This. A theoretically ideal “blackbody” emits electromagnetic waves/photons over distribution of wavelengths and intensities that vary as a function of its temperature. See this page, and take a look at the first plot you see. At low temperatures, a blackbody emits little total power (per unit area), and the peak of its emission spectrum is in the infrared range; the net result is that it doesn’t emit enough light in the visible range for you to see it. As a blackbody warms up, the total emitted power per unit area increases, and the peak of its emission spectrum moves to shorter and shorter wavelengths; at some point, you see a dim red glow, and if you warm it up further, you see it emitting a bright bluish-white light. Note that if a blackbody is hot enough to appear white or bluish-white, it’s also emitting a good deal of ultraviolet radiation, which means it’s harmful for your skin and eyes.

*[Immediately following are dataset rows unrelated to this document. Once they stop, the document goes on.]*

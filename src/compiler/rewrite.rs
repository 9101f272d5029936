//! Relative reference rewriting.
//!
//! A layout's source is pasted into a document that lives somewhere else
//! (the build sandbox), so its `./` and `../` references must be recomputed
//! to keep pointing at the same files:
//!
//! ```text
//! content/blog/index.typ:  #import "../lib.typ"        (-> content/lib.typ)
//! pasted into .typage/page-x/main.typ:
//!                          #import "../../content/lib.typ"
//! ```
//!
//! All paths here are `/`-separated keys relative to the project root.
//! Non-relative references (`/abs`, `@preview/pkg`) are left untouched.

use crate::core::split_key;
use crate::debug;
use crate::scan;

/// Resolve a relative `reference` written in file `from` to a root key.
///
/// Returns `None` when the reference climbs above the root.
pub fn resolve_reference(from: &str, reference: &str) -> Option<String> {
    let mut parts: Vec<&str> = split_key(from).collect();
    parts.pop();

    for segment in reference.split('/') {
        match segment {
            "" | "." => {}
            ".." => {
                parts.pop()?;
            }
            name => parts.push(name),
        }
    }

    Some(parts.join("/"))
}

/// Relative path from file `to`'s directory to root key `target`.
///
/// Always starts with `./` or `../` so the result stays a relative reference.
pub fn relative_to(target: &str, to: &str) -> String {
    let target: Vec<&str> = split_key(target).collect();
    let mut to_dir: Vec<&str> = split_key(to).collect();
    to_dir.pop();

    let limit = to_dir.len().min(target.len().saturating_sub(1));
    let common = to_dir
        .iter()
        .zip(&target)
        .take(limit)
        .take_while(|(a, b)| a == b)
        .count();

    let ups = to_dir.len() - common;
    let rest = target[common..].join("/");
    if ups == 0 {
        format!("./{rest}")
    } else {
        format!("{}{rest}", "../".repeat(ups))
    }
}

/// Rewrite every relative reference in `source` (a file at key `from`) so it
/// resolves to the same file when `source` is placed at key `to`.
///
/// References that would climb above the root are kept verbatim.
pub fn rewrite_references(source: &str, from: &str, to: &str) -> String {
    let mut out = String::with_capacity(source.len() + 32);
    let mut last = 0;

    for reference in scan::references(source).into_iter().filter(scan::Reference::is_relative) {
        let Some(target) = resolve_reference(from, &reference.path) else {
            debug!("rewrite"; "{} escapes the project root in {}, kept as is", reference.path, from);
            continue;
        };
        out.push_str(&source[last..reference.span.start]);
        out.push_str(&relative_to(&target, to));
        last = reference.span.end;
    }

    out.push_str(&source[last..]);
    out
}
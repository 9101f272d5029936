//! Dependency tracking for incremental builds.
//!
//! - `DependencyGraph`: pure data structure with forward/reverse mappings
//! - `build_graph`: one pass over a [`FileTree`] recording every edge
//!
//! Edges come from two places:
//! - relative references (`#import "../lib.typ"`, `#image("./a.png")`, ...)
//! - layout inheritance (a page depends on every layout applying to it)
//!
//! All keys are `/`-separated paths relative to the project root.

use rustc_hash::{FxHashMap, FxHashSet};

use super::rewrite::resolve_reference;
use crate::core::{FileTree, join_key};
use crate::layout::{LayoutPolicy, is_markup, is_page_file, resolve_layouts};
use crate::{debug, scan};

pub type KeySet = FxHashSet<String>;
type KeySetMap = FxHashMap<String, KeySet>;

// =============================================================================
// Data Structure
// =============================================================================

/// Bidirectional dependency graph.
///
/// Maintains both forward (file → deps) and reverse (dep → files) mappings
/// for efficient lookups in either direction.
///
/// # Invariants
/// - Forward and reverse mappings are always consistent
/// - Self-references are excluded
#[derive(Debug, Default, Clone)]
pub struct DependencyGraph {
    /// Forward: file → files it uses
    forward: KeySetMap,
    /// Reverse: file → files that use it
    reverse: KeySetMap,
}

impl DependencyGraph {
    #[inline]
    pub fn new() -> Self {
        Self::default()
    }

    /// Record dependencies for a file.
    ///
    /// Replaces any existing dependencies for this file.
    pub fn record<I>(&mut self, file: &str, deps: I)
    where
        I: IntoIterator,
        I::Item: Into<String>,
    {
        self.remove_file(file);

        let deps: KeySet = deps
            .into_iter()
            .map(Into::into)
            .filter(|dep| dep != file)
            .collect();

        for dep in &deps {
            self.reverse
                .entry(dep.clone())
                .or_default()
                .insert(file.to_string());
        }

        self.forward.insert(file.to_string(), deps);
    }

    /// Files that directly depend on `file`.
    #[inline]
    pub fn used_by(&self, file: &str) -> Option<&KeySet> {
        self.reverse.get(file)
    }

    /// Number of files with at least one dependent.
    #[inline]
    pub fn reverse_count(&self) -> usize {
        self.reverse.len()
    }

    /// Total number of edges.
    pub fn edge_count(&self) -> usize {
        self.forward.values().map(FxHashSet::len).sum()
    }

    /// Remove a file and clean up its reverse mappings.
    fn remove_file(&mut self, file: &str) {
        let Some(old_deps) = self.forward.remove(file) else {
            return;
        };

        for dep in old_deps {
            if let Some(dependents) = self.reverse.get_mut(&dep) {
                dependents.remove(file);
                if dependents.is_empty() {
                    self.reverse.remove(&dep);
                }
            }
        }
    }
}

// =============================================================================
// Construction
// =============================================================================

/// Build the dependency graph of a whole project tree.
///
/// `content_dir` is the key of the content subtree; pages inside it get
/// layout edges according to `policy`. Every markup file anywhere in the
/// tree gets reference edges. References that escape the root are skipped.
pub fn build_graph(tree: &FileTree, content_dir: &str, policy: &LayoutPolicy<'_>) -> DependencyGraph {
    let content_prefix: Vec<&str> = crate::core::split_key(content_dir).collect();
    let empty = FileTree::default();
    let content_tree = tree.get(&content_prefix).unwrap_or(&empty);

    let mut graph = DependencyGraph::new();

    for (segments, content) in tree.files() {
        let Some(name) = segments.last().copied() else {
            continue;
        };
        if !is_markup(name) {
            continue;
        }
        let key = segments.join("/");

        let mut deps: Vec<String> = match content.as_text() {
            Some(source) => scan::references(source)
                .into_iter()
                .filter(scan::Reference::is_relative)
                .filter_map(|r| {
                    let resolved = resolve_reference(&key, &r.path);
                    if resolved.is_none() {
                        debug!("dep"; "{} in {} escapes the project root", r.path, key);
                    }
                    resolved
                })
                .collect(),
            None => Vec::new(),
        };

        if let Some(page) = segments.strip_prefix(content_prefix.as_slice())
            && is_page_file(name, content, policy.index)
        {
            let resolved = resolve_layouts(page, content_tree, policy);
            deps.extend(
                resolved
                    .candidates()
                    .iter()
                    .map(|layout| join_key(content_dir, &layout.path)),
            );
        }

        graph.record(&key, deps);
    }

    debug!("dep"; "graph has {} edges over {} files", graph.edge_count(), graph.forward.len());
    graph
}

// =============================================================================
// Tests
// =============================================================================
//! Typage - a static site generator for Typst pages.

mod cli;
mod compiler;
mod config;
mod core;
mod embed;
mod layout;
mod logger;
mod page;
mod scan;
mod utils;

use std::sync::Arc;

use anyhow::Result;
use clap::{ColorChoice, Parser};
use cli::{Cli, Commands};
use config::SiteConfig;

fn main() -> Result<()> {
    // Setup global Ctrl+C handler (before any blocking operations)
    core::setup_shutdown_handler()?;

    let cli = Cli::parse();

    match cli.color {
        ColorChoice::Always => owo_colors::set_override(true),
        ColorChoice::Never => owo_colors::set_override(false),
        ColorChoice::Auto => {} // owo-colors auto-detects TTY
    }
    logger::set_verbose(cli.verbose);

    let config = SiteConfig::load(&cli)?;
    debug!("config"; "root: {}", config.root.display());

    match &cli.command {
        Commands::Init { name } => cli::init::new_site(&config, name.is_some()),
        Commands::Build { .. } => cli::build::build_site(&config),
        Commands::Serve { .. } => cli::serve::serve_site(Arc::new(config)),
    }
}
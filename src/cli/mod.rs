//! Command-line interface module.

mod args;
pub mod build;
pub mod init;
pub mod serve;
mod watch;

pub use args::{BuildArgs, Cli, Commands};
//! Embedded static resources.
//!
//! - `build` - HTML wrapper written next to every compiled page
//! - `init` - files scaffolded by `typage init`
//!
//! # Usage
//!
//! ```ignore
//! use embed::build::{PAGE_HTML, PageVars};
//!
//! let html = PAGE_HTML.render(&PageVars {
//!     title: page.title(),
//!     artifact: artifact_file_name(),
//! });
//! ```

mod template;

pub use template::{Template, TemplateVars};

/// Escape text for HTML content and attribute values.
pub fn escape_html(text: &str) -> String {
    let mut out = String::with_capacity(text.len());
    for c in text.chars() {
        match c {
            '&' => out.push_str("&amp;"),
            '<' => out.push_str("&lt;"),
            '>' => out.push_str("&gt;"),
            '"' => out.push_str("&quot;"),
            '\'' => out.push_str("&#39;"),
            c => out.push(c),
        }
    }
    out
}

pub mod build {
    use super::{Template, TemplateVars, escape_html};

    /// Variables for page.html.
    pub struct PageVars {
        pub title: String,
        /// Artifact path relative to the HTML file
        pub artifact: String,
    }

    impl TemplateVars for PageVars {
        fn apply(&self, content: &str) -> String {
            content
                .replace("__TITLE__", &escape_html(&self.title))
                .replace("__ARTIFACT__", &escape_html(&self.artifact))
        }
    }

    /// HTML entry point embedding a compiled page.
    pub const PAGE_HTML: Template<PageVars> =
        Template::new(include_str!("build/page.html"));
}

pub mod init {
    use super::{Template, TemplateVars};

    pub const CONFIG_TOML: &str = include_str!("init/typage.toml");
    pub const LAYOUT_TYP: &str = include_str!("init/layout.typ");

    /// Variables for home.typ.
    pub struct HomeVars {
        pub title: String,
    }

    impl TemplateVars for HomeVars {
        fn apply(&self, content: &str) -> String {
            content.replace("__TITLE__", &self.title)
        }
    }

    pub const HOME_TYP: Template<HomeVars> = Template::new(include_str!("init/home.typ"));
}
//! Content types for files in the output directory.
//!
//! The preview server only ever serves what a build writes: page PDFs and
//! their HTML wrappers, plus whatever sits in the assets area.

use std::path::Path;

/// Used for error bodies.
pub const PLAIN: &str = "text/plain; charset=utf-8";

const FALLBACK: &str = "application/octet-stream";

/// Extension (lowercase) to content type.
const TABLE: &[(&[&str], &str)] = &[
    (&["pdf"], "application/pdf"),
    (&["html", "htm"], "text/html; charset=utf-8"),
    (&["css"], "text/css; charset=utf-8"),
    (&["js", "mjs"], "text/javascript; charset=utf-8"),
    (&["txt"], PLAIN),
    (&["png"], "image/png"),
    (&["jpg", "jpeg"], "image/jpeg"),
    (&["gif"], "image/gif"),
    (&["webp"], "image/webp"),
    (&["svg"], "image/svg+xml"),
    (&["ico"], "image/x-icon"),
    (&["woff2"], "font/woff2"),
];

/// Content type of an output file, `application/octet-stream` if unknown.
pub fn content_type(path: &Path) -> &'static str {
    let Some(ext) = path.extension().and_then(|e| e.to_str()) else {
        return FALLBACK;
    };
    let ext = ext.to_ascii_lowercase();
    TABLE
        .iter()
        .find(|(exts, _)| exts.contains(&ext.as_str()))
        .map_or(FALLBACK, |(_, mime)| mime)
}

#[cfg(test)]
mod tests {
    use super::*;

    #[test]
    fn test_page_outputs() {
        assert_eq!(content_type(Path::new("blog/post/index.pdf")), "application/pdf");
        assert!(content_type(Path::new("blog/post/index.html")).starts_with("text/html"));
    }

    #[test]
    fn test_assets_case_insensitive() {
        assert_eq!(content_type(Path::new("assets/LOGO.PNG")), "image/png");
        assert_eq!(content_type(Path::new("assets/photo.Jpeg")), "image/jpeg");
    }

    #[test]
    fn test_unknown_is_octet_stream() {
        assert_eq!(content_type(Path::new(".nojekyll")), FALLBACK);
        assert_eq!(content_type(Path::new("assets/data.bin")), FALLBACK);
    }
}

Note from that plot that for a blackbody at 5000K, the peak of the emission spectrum is pretty much in the center of the visible spectrum. This is nearly the temperature of the surface of the sun, and a 5500K blackbody has a spectrum that pretty closely matches the solar spectrum (before the atmosphere filters it). This brings up color temperature, which is an indication of the general color of a light source; A light bulb/LED with a color temperature of X appears (to your eye) to have a color similar to a blackbody at that temperature (though unlike a true blackbody, commercial available light bulbs don’t emit significant amounts of UV radiation). A light source with a color temperature of 5500K would be expected to appear the same color as the sun.

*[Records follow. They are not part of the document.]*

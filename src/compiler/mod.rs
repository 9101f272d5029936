//! Page compilation.
//!
//! - [`scheduler`] - which pages a change affects
//! - [`dependency`] - the file dependency graph
//! - [`page`] - building one page end to end
//! - [`compose`] / [`rewrite`] - document assembly
//! - [`sandbox`] - per-page build directories
//! - [`typst`] - the external compiler seam

pub mod compose;
pub mod dependency;
pub mod page;
pub mod rewrite;
pub mod sandbox;
pub mod scheduler;
pub mod typst;

use std::path::PathBuf;

use crate::config::SiteConfig;
use crate::core::FileTree;
use crate::layout::{InheritanceMode, LayoutPolicy};

pub use dependency::{DependencyGraph, build_graph};
pub use page::{PageError, build_page};
pub use scheduler::{Change, ChangeScope, affected_pages, classify_change};
pub use typst::{PageCompiler, TypstCompiler};

/// Everything a page build needs, shared by all pages of one build.
#[derive(Debug, Clone)]
pub struct CompileContext {
    /// Project root
    pub root: PathBuf,
    /// Output directory
    pub output: PathBuf,
    /// Root-relative key of the content directory
    pub content_dir: String,
    pub index: String,
    pub mode: InheritanceMode,
    pub max_depth: usize,
    /// Content subtree, for layout resolution
    pub content_tree: FileTree,
}

impl CompileContext {
    /// Snapshot configuration and the content subtree of `tree`.
    pub fn new(config: &SiteConfig, tree: &FileTree) -> Self {
        let content_dir = config.content_key();
        let content_tree = tree.get_key(&content_dir).cloned().unwrap_or_default();

        Self {
            root: config.root.clone(),
            output: config.build.output.clone(),
            content_dir,
            index: config.build.index.clone(),
            mode: config.build.layout.mode,
            max_depth: config.build.layout.max_depth,
            content_tree,
        }
    }

    #[inline]
    pub fn policy(&self) -> LayoutPolicy<'_> {
        LayoutPolicy {
            mode: self.mode,
            max_depth: self.max_depth,
            index: &self.index,
        }
    }
}
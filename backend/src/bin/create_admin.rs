//! Create (or reset the password of) the admin account.
//!
//! ```text
//! DATABASE_URL=postgres://... ADMIN_USERNAME=admin ADMIN_PASSWORD=... create-admin
//! ```

use anyhow::Context;
use sqlx::postgres::PgPoolOptions;
use uuid::Uuid;

use roombook_backend::auth::hash_password;

#[tokio::main]
async fn main() -> anyhow::Result<()> {
    let _ = dotenvy::dotenv();
    tracing_subscriber::fmt()
        .with_env_filter(
            tracing_subscriber::EnvFilter::try_from_default_env().unwrap_or_else(|_| "info".into()),
        )
        .init();

    let database_url = std::env::var("DATABASE_URL").context("DATABASE_URL must be set")?;
    let username = std::env::var("ADMIN_USERNAME").unwrap_or_else(|_| "admin".into());
    let password = std::env::var("ADMIN_PASSWORD").context("ADMIN_PASSWORD must be set")?;
    if password.len() < 8 {
        anyhow::bail!("ADMIN_PASSWORD must be at least 8 characters");
    }

    let pool = PgPoolOptions::new()
        .max_connections(1)
        .connect(&database_url)
        .await
        .context("Failed to connect to the database")?;

    sqlx::migrate!("./migrations").run(&pool).await?;

    let hash = hash_password(&password)?;

    let created: bool = sqlx::query_scalar(
        r#"
        INSERT INTO users (id, username, password_hash)
        VALUES ($1, $2, $3)
        ON CONFLICT (username) DO UPDATE SET password_hash = EXCLUDED.password_hash
        RETURNING (xmax = 0)
        "#,
    )
    .bind(Uuid::new_v4())
    .bind(&username)
    .bind(&hash)
    .fetch_one(&pool)
    .await?;

    if created {
        tracing::info!("Admin user {} created", username);
    } else {
        tracing::info!("Password for existing user {} updated", username);
    }

    pool.close().await;
    Ok(())
}
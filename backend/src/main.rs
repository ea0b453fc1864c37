use std::{net::SocketAddr, sync::Arc};

use anyhow::Context;
use axum::http::{HeaderValue, Method};
use tower_governor::{governor::GovernorConfigBuilder, GovernorLayer};
use tower_http::{
    compression::CompressionLayer,
    cors::{Any, CorsLayer},
    trace::TraceLayer,
};
use tracing_subscriber::{layer::SubscriberExt, util::SubscriberInitExt, EnvFilter};

use roombook_backend::{api, config::Config, AppState};

#[tokio::main]
async fn main() -> anyhow::Result<()> {
    // Load .env if present (dev convenience)
    let _ = dotenvy::dotenv();

    // Tracing
    tracing_subscriber::registry()
        .with(EnvFilter::try_from_default_env().unwrap_or_else(|_| "info".into()))
        .with(tracing_subscriber::fmt::layer())
        .init();

    let cfg = Config::from_env()?;

    let state = AppState::connect(&cfg).await?;
    tracing::info!(
        "Database connected and migrations applied; uploads in {}",
        cfg.upload_dir.display()
    );

    // CORS
    let cors = CorsLayer::new()
        .allow_methods([Method::GET, Method::POST, Method::PUT, Method::DELETE])
        .allow_headers(Any)
        .allow_origin(
            cfg.cors_origins
                .iter()
                .filter_map(|o| o.parse::<HeaderValue>().ok())
                .collect::<Vec<_>>(),
        );

    // Brute-force protection on the password check: 5 burst, 1 new attempt every 2s per IP.
    let governor = Arc::new(
        GovernorConfigBuilder::default()
            .per_second(2)
            .burst_size(5)
            .finish()
            .context("Invalid login rate limit configuration")?,
    );
    let login = api::login_router(state.clone()).layer(GovernorLayer { config: governor });

    let app = api::router(state.clone())
        .merge(login)
        .layer(cors)
        .layer(TraceLayer::new_for_http())
        .layer(CompressionLayer::new());

    let listener = tokio::net::TcpListener::bind(&cfg.listen_addr).await?;
    tracing::info!("Listening on {}", cfg.listen_addr);

    axum::serve(
        listener,
        app.into_make_service_with_connect_info::<SocketAddr>(),
    )
    .with_graceful_shutdown(shutdown_signal())
    .await?;

    state.close().await;
    tracing::info!("Database pool closed, bye");

    Ok(())
}

async fn shutdown_signal() {
    if let Err(e) = tokio::signal::ctrl_c().await {
        tracing::error!("Failed to listen for shutdown signal: {}", e);
        std::future::pending::<()>().await;
    }
    tracing::info!("Shutdown signal received");
}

Note that you can measure the temperature of surfaces remotely using a pyrometer, which makes use of blackbody behavior. Cheap pyrometers simply measure the intensity of infrared light coming off of a surface at a particular wavelength; they have limited accuracy due to their built-in assumption of a particular degree of blackbody emissive behavior on the part of the target (as noted upthread, many materials and surface finishes deviate significantly from the ideal blackbody), but they’re awfully handy for measuring really hot things, things you can’t reach, and things you don’t want to touch, and they give you an instant result. If you’ve got a little more money, you can get a two-color pyrometer, which measures the relative intensities of IR light at two different emitted wavelengths, and calculates a temperature based on the ratio of those intensities.
For general heat transfer calculations (in a bulk power sense), the radiative flux of a hot surface scales with the fourth power of absolute temperature: an object emits X watts per square meter at room temperature (293K), and if you warm it up to 586K, it will emit 16X watts per square meter.
Steady-state temperatures and net heat fluxes for two interacting radiative surfaces can be calculated via the use of view factors, which help describe what fraction of an emitting surface’s power output is absorbed by a nearby absorbing surface; this varies depending on the shape, size, and distance of the two objects. If you flip to the back of any heat transfer textbook, you usually find an appendix containing instructions for how to calculate view factors for various configurations of interacting surfaces.